* Task brief:
Should a line below contain the word "waiting", report it.

* Stored data entries:
::::
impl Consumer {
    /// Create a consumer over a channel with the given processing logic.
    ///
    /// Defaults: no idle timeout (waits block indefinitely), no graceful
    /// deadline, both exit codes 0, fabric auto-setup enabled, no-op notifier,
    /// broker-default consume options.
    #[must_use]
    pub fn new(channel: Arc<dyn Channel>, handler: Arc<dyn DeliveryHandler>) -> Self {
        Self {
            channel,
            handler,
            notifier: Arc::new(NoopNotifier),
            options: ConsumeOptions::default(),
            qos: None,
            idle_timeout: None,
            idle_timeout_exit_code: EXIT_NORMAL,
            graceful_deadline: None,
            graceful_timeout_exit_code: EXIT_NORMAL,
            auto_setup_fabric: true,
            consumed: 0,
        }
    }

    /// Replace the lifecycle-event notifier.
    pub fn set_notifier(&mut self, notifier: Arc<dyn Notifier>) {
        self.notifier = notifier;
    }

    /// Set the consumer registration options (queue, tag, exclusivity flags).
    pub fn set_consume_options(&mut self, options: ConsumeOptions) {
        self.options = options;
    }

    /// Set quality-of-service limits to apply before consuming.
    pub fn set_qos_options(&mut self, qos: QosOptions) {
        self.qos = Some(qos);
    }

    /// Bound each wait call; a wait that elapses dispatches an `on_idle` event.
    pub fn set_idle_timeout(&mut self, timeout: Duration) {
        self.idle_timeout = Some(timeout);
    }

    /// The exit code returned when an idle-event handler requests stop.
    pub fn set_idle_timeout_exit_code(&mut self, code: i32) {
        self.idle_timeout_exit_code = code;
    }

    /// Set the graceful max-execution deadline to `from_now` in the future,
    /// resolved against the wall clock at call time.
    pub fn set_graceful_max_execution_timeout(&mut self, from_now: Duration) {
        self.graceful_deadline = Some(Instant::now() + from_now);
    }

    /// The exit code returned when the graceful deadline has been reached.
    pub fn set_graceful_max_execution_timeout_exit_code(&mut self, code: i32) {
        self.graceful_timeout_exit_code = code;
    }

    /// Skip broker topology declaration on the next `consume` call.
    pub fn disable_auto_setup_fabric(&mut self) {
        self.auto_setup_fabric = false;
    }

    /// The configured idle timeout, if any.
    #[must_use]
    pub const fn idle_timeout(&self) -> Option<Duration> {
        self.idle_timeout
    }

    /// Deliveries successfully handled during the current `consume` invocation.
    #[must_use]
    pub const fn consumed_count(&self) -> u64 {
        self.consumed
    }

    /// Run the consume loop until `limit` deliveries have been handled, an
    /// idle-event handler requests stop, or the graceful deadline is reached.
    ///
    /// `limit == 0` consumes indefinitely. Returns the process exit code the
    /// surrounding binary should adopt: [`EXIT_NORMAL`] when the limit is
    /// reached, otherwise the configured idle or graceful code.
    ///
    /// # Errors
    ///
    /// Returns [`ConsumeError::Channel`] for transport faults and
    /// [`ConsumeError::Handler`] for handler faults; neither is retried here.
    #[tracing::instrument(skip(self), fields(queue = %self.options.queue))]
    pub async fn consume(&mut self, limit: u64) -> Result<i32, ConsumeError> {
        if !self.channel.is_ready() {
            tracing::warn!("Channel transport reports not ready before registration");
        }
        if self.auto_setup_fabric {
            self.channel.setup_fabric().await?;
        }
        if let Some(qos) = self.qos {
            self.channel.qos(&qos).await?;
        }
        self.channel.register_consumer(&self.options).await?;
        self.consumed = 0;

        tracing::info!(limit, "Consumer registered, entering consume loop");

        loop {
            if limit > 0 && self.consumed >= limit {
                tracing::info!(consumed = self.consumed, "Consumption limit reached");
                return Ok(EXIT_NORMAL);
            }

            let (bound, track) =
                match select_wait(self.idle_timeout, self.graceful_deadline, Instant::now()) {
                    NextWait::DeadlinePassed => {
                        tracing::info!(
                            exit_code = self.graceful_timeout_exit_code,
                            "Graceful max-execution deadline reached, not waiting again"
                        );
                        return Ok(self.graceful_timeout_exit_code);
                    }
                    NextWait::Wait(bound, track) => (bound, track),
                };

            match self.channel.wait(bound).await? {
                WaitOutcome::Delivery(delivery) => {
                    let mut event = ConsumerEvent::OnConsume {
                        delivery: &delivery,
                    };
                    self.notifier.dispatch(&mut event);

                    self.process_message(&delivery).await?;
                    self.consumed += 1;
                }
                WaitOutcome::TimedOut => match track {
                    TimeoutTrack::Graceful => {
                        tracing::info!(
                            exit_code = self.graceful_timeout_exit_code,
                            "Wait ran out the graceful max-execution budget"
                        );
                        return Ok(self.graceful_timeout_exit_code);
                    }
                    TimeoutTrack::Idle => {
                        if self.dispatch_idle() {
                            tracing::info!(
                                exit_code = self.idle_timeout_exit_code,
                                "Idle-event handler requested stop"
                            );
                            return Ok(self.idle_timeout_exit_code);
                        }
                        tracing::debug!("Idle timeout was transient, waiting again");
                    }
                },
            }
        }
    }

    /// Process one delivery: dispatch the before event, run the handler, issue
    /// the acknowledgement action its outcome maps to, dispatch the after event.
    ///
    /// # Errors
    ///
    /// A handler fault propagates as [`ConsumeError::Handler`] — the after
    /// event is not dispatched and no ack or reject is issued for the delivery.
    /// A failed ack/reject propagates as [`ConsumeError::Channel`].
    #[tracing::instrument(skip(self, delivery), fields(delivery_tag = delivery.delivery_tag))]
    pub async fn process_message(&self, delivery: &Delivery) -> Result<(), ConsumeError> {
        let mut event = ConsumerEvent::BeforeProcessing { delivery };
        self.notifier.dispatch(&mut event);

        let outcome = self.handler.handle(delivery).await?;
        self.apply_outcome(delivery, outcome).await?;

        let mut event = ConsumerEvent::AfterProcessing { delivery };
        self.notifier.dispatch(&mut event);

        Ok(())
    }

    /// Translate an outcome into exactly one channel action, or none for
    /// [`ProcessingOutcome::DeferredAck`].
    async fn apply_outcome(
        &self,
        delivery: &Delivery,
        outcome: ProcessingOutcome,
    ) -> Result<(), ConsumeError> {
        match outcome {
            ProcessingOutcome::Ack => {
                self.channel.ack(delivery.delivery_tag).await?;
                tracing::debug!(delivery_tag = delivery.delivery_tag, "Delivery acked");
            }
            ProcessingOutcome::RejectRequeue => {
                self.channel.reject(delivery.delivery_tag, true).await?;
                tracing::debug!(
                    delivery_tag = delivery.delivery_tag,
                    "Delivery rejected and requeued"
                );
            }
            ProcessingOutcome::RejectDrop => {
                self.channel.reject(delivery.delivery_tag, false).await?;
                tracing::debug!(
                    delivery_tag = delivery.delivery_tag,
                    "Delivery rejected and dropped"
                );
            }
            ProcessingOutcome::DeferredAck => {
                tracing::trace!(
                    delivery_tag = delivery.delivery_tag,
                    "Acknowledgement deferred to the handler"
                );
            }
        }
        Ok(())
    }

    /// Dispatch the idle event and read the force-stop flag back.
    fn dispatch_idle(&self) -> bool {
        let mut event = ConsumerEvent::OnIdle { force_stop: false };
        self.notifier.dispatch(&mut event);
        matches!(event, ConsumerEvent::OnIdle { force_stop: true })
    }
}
::::
* Answer below:
                            "Graceful max-execution deadline reached, not waiting again"
                        tracing::debug!("Idle timeout was transient, waiting again");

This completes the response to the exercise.